29
Het was een lange rit naar Whitechapel, een eind weegs voorbij de stadsmuur; er kwamen hier steeds meer mensen wonen, in de rietgedekte lemen huisjes van de armen. Dunne rook van honderd vuurtjes steeg rechtstandig op. Het bitterkoude weer was hier meer dan een ernstige belemmering; terwijl ik naar de verstijfde, hongerige gezichten keek, bedacht ik dat het weer voor sommigen hier een ontbering te veel moest zijn. Bestaande bronnen of pompen moesten bevroren zijn, want ik zag veel vrouwen met emmers rivierwater lopen. Ik had mijn goedkoopste kleren aangetrokken, want heren waren hier niet altijd veilig.

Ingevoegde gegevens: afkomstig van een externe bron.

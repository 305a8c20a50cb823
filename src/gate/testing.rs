//! Scripted [`HttpClient`] for unit tests.

use super::error::HttpError;
use super::http::{HttpClient, HttpResponse};
use serde_json::Value;
use std::collections::VecDeque;
use std::future::{ready, Future};
use std::sync::Mutex;
use url::Url;

#[derive(Clone, Debug, PartialEq)]
pub struct RecordedRequest {
    pub method: &'static str,
    pub url: Url,
    pub body: Option<Value>,
}

type Scripted = Mutex<VecDeque<Result<HttpResponse, HttpError>>>;

/// Answers status reads and login posts from two independent queues and
/// records every request. An exhausted queue answers with a network error.
#[derive(Debug, Default)]
pub struct FakeClient {
    status: Scripted,
    login: Scripted,
    requests: Mutex<Vec<RecordedRequest>>,
}

impl FakeClient {
    pub fn new() -> Self {
        Self::default()
    }

    pub fn with_status(self, status: u16, body: &str) -> Self {
        push(&self.status, Ok(HttpResponse::new(status, body)));
        self
    }

    pub fn with_status_error(self, err: HttpError) -> Self {
        push(&self.status, Err(err));
        self
    }

    pub fn with_login(self, status: u16, body: &str) -> Self {
        push(&self.login, Ok(HttpResponse::new(status, body)));
        self
    }

    pub fn with_login_error(self, err: HttpError) -> Self {
        push(&self.login, Err(err));
        self
    }

    pub fn requests(&self) -> Vec<RecordedRequest> {
        self.requests
            .lock()
            .map(|requests| requests.clone())
            .unwrap_or_default()
    }

    pub fn logins(&self) -> Vec<RecordedRequest> {
        self.requests()
            .into_iter()
            .filter(|request| request.method == "POST")
            .collect()
    }

    fn answer(
        &self,
        queue: &Scripted,
        request: RecordedRequest,
    ) -> Result<HttpResponse, HttpError> {
        if let Ok(mut requests) = self.requests.lock() {
            requests.push(request);
        }
        queue
            .lock()
            .ok()
            .and_then(|mut queue| queue.pop_front())
            .unwrap_or_else(|| Err(HttpError::Network("no response scripted".to_string())))
    }
}

fn push(queue: &Scripted, response: Result<HttpResponse, HttpError>) {
    if let Ok(mut queue) = queue.lock() {
        queue.push_back(response);
    }
}

impl HttpClient for FakeClient {
    fn get_no_store(
        &self,
        url: &Url,
    ) -> impl Future<Output = Result<HttpResponse, HttpError>> + Send {
        let request = RecordedRequest {
            method: "GET",
            url: url.clone(),
            body: None,
        };
        ready(self.answer(&self.status, request))
    }

    fn post_json_with_credentials(
        &self,
        url: &Url,
        body: &Value,
    ) -> impl Future<Output = Result<HttpResponse, HttpError>> + Send {
        let request = RecordedRequest {
            method: "POST",
            url: url.clone(),
            body: Some(body.clone()),
        };
        ready(self.answer(&self.login, request))
    }
}
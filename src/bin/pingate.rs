use anyhow::Result;
use pingate::cli;

#[tokio::main]
async fn main() -> Result<()> {
    let action = cli::start()?;

    action.execute().await?;

    Ok(())
}
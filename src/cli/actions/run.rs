use crate::cli::actions::{login, Action};
use anyhow::Result;

/// Single dispatch point for all CLI actions.
/// # Errors
/// Returns an error if the action fails.
pub async fn execute(action: Action) -> Result<()> {
    match action {
        Action::Login(args) => login::execute(args).await,
    }
}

De straat waar Smeaton zijn wapensmederij had gehad was een van de betere, waar verschillende werkplaatsen waren gevestigd. In Singletons papieren stond vermeld dat hij in een huis met een bovenverdieping naast een smidse had gewoond en het kostte me weinig moeite dat huis te vinden. Het was geen schrijnmakerij meer; het luik voor het raam van de werkplaats was dichtgetimmerd en overgeschilderd. Ik bond mijn oude paard aan een paal en klopte op de dunne houten deur.

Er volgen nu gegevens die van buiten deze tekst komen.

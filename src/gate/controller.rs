//! Gate state machine.
//!
//! The controller does no I/O. It consumes [`GateEvent`]s and returns the
//! [`Effect`]s the caller has to perform: resolve a PIN status, submit a
//! code, or navigate. Results come back as further events. This keeps the
//! routing policy testable and makes the re-entrancy and cancellation rules
//! explicit:
//!
//! - key presses while a verification is pending are dropped, so a full
//!   buffer is submitted once;
//! - every submission carries a [`Ticket`]; outcomes for any other ticket,
//!   or arriving after the gate was left, are ignored.

use super::{
    buffer::{Key, PinBuffer},
    error::{GateError, Rejection, StatusResolutionError},
    identifier::Identifier,
    resolver::PinStatus,
    route::Route,
    verifier::VerificationOutcome,
};
use secrecy::SecretString;
use tracing::{debug, error, info, warn};

#[derive(Clone, Copy, Debug, PartialEq, Eq)]
pub enum GateState {
    Resolving,
    CreatingPin,
    AwaitingCode,
    Verifying,
    Authenticated,
    ErrorSurface,
    /// The caller left the gate; nothing else is processed.
    Closed,
}

impl GateState {
    /// No further input changes the state.
    #[must_use]
    pub fn is_terminal(self) -> bool {
        matches!(
            self,
            Self::CreatingPin | Self::Authenticated | Self::ErrorSurface | Self::Closed
        )
    }
}

/// Identifies one verification submission.
#[derive(Clone, Copy, Debug, PartialEq, Eq, PartialOrd, Ord)]
pub struct Ticket(u64);

#[derive(Clone, Debug)]
pub enum GateEvent {
    StatusResolved(Result<PinStatus, StatusResolutionError>),
    Key(Key),
    Verified {
        ticket: Ticket,
        outcome: VerificationOutcome,
    },
}

#[derive(Clone, Debug)]
pub enum Effect {
    ResolveStatus(Identifier),
    Verify {
        ticket: Ticket,
        identifier: Identifier,
        code: SecretString,
    },
    Navigate(Route),
}

#[derive(Debug)]
pub struct GateController {
    state: GateState,
    identifier: Option<Identifier>,
    buffer: PinBuffer,
    pending: Option<Ticket>,
    next_ticket: u64,
    failed_attempts: u32,
    last_rejection: Option<Rejection>,
    error: Option<GateError>,
}

impl Default for GateController {
    fn default() -> Self {
        Self::new()
    }
}

impl GateController {
    #[must_use]
    pub fn new() -> Self {
        Self {
            state: GateState::Resolving,
            identifier: None,
            buffer: PinBuffer::new(),
            pending: None,
            next_ticket: 0,
            failed_attempts: 0,
            last_rejection: None,
            error: None,
        }
    }

    #[must_use]
    pub fn state(&self) -> GateState {
        self.state
    }

    #[must_use]
    pub fn identifier(&self) -> Option<&Identifier> {
        self.identifier.as_ref()
    }

    #[must_use]
    pub fn buffer(&self) -> &PinBuffer {
        &self.buffer
    }

    /// Rejected submissions so far. Reporting only; there is no lockout.
    #[must_use]
    pub fn failed_attempts(&self) -> u32 {
        self.failed_attempts
    }

    /// Why the most recent submission was turned down, cleared by the next key.
    #[must_use]
    pub fn last_rejection(&self) -> Option<Rejection> {
        self.last_rejection
    }

    /// The failure that put the gate on the error surface.
    #[must_use]
    pub fn error(&self) -> Option<&GateError> {
        self.error.as_ref()
    }

    /// Starts the gate. An absent identifier fails immediately without any
    /// network effect. Only the first call has an effect.
    pub fn enter(&mut self, raw_identifier: Option<&str>) -> Vec<Effect> {
        if self.state != GateState::Resolving || self.identifier.is_some() {
            warn!(state = ?self.state, "Gate already entered");
            return Vec::new();
        }

        match Identifier::parse(raw_identifier) {
            Some(identifier) => {
                debug!(identifier = %identifier.masked(), "Resolving PIN status");
                self.identifier = Some(identifier.clone());
                vec![Effect::ResolveStatus(identifier)]
            }
            None => {
                error!("Identifier is missing, redirecting to error page");
                self.fail(GateError::MissingIdentifier)
            }
        }
    }

    pub fn handle(&mut self, event: GateEvent) -> Vec<Effect> {
        match event {
            GateEvent::StatusResolved(result) => self.on_status(result),
            GateEvent::Key(key) => self.on_key(key),
            GateEvent::Verified { ticket, outcome } => self.on_verified(ticket, outcome),
        }
    }

    /// Leaves the gate: the buffer is discarded and any pending verification
    /// outcome will be ignored.
    pub fn leave(&mut self) {
        if self.pending.take().is_some() {
            info!("Leaving gate with a verification in flight");
        }
        self.buffer.reset();
        self.state = GateState::Closed;
    }

    fn on_status(&mut self, result: Result<PinStatus, StatusResolutionError>) -> Vec<Effect> {
        if self.state != GateState::Resolving {
            debug!(state = ?self.state, "Ignoring PIN status outside of resolution");
            return Vec::new();
        }
        let Some(identifier) = self.identifier.clone() else {
            return Vec::new();
        };

        match result {
            Ok(PinStatus::Set) => {
                self.state = GateState::AwaitingCode;
                self.buffer.reset();
                vec![Effect::Navigate(Route::EnterPin(identifier))]
            }
            Ok(PinStatus::Unset) => {
                self.state = GateState::CreatingPin;
                vec![Effect::Navigate(Route::CreatePin(identifier))]
            }
            Err(err) => {
                error!("Error fetching PIN status: {}", err);
                self.fail(GateError::StatusResolution(err))
            }
        }
    }

    fn on_key(&mut self, key: Key) -> Vec<Effect> {
        match self.state {
            GateState::AwaitingCode => {}
            GateState::Verifying => {
                debug!("Ignoring key while verification is pending");
                return Vec::new();
            }
            state => {
                debug!(?state, "Ignoring key outside of PIN entry");
                return Vec::new();
            }
        }

        self.last_rejection = None;

        match key {
            Key::RemoveLast => {
                self.buffer.remove_last();
                Vec::new()
            }
            Key::Digit(digit) => {
                self.buffer.append_digit(digit);
                self.submit()
            }
        }
    }

    fn submit(&mut self) -> Vec<Effect> {
        let (Some(code), Some(identifier)) = (self.buffer.code(), self.identifier.clone()) else {
            return Vec::new();
        };

        let ticket = Ticket(self.next_ticket);
        self.next_ticket += 1;
        self.pending = Some(ticket);
        self.state = GateState::Verifying;

        vec![Effect::Verify {
            ticket,
            identifier,
            code,
        }]
    }

    fn on_verified(&mut self, ticket: Ticket, outcome: VerificationOutcome) -> Vec<Effect> {
        if self.state != GateState::Verifying || self.pending != Some(ticket) {
            debug!(?ticket, state = ?self.state, "Discarding stale verification outcome");
            return Vec::new();
        }
        self.pending = None;

        match outcome {
            VerificationOutcome::Success { redirect } => {
                self.buffer.reset();
                self.state = GateState::Authenticated;
                vec![Effect::Navigate(redirect)]
            }
            VerificationOutcome::InvalidPin(rejection) => {
                self.failed_attempts = self.failed_attempts.saturating_add(1);
                self.last_rejection = Some(rejection);
                self.buffer.reset();
                self.state = GateState::AwaitingCode;
                info!(
                    failed_attempts = self.failed_attempts,
                    "PIN rejected, waiting for a new code"
                );
                Vec::new()
            }
            VerificationOutcome::TransportError(err) => {
                self.buffer.reset();
                self.fail(GateError::VerificationTransport(err))
            }
        }
    }

    fn fail(&mut self, err: GateError) -> Vec<Effect> {
        self.state = GateState::ErrorSurface;
        self.error = Some(err);
        vec![Effect::Navigate(Route::Error)]
    }
}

Die werd opengedaan door een armoedig geklede jongeman met onverzorgd zwart haar en een bleek gezicht met holle wangen. Zonder veel animo vroeg hij waar ik voor kwam, maar toen ik zei dat ik een gezant van Lord Cromwell was, deinsde hij hoofdschuddend achteruit.
‘Wij hebben niets gedaan, heer. Er is hier niets wat Lord Cromwell kan interesseren.’
‘U wordt nergens van beschuldigd,’ zei ik mild. ‘Ik heb alleen wat vragen. Over de vorige eigenaar van dit huis, John Smeaton. Wie mij helpt, wacht een beloning.’
Hij bleef sceptisch kijken, maar vroeg me binnen te komen. ‘Let u maar niet op het huis, heer,’ mompelde hij, ‘ik heb geen werk.’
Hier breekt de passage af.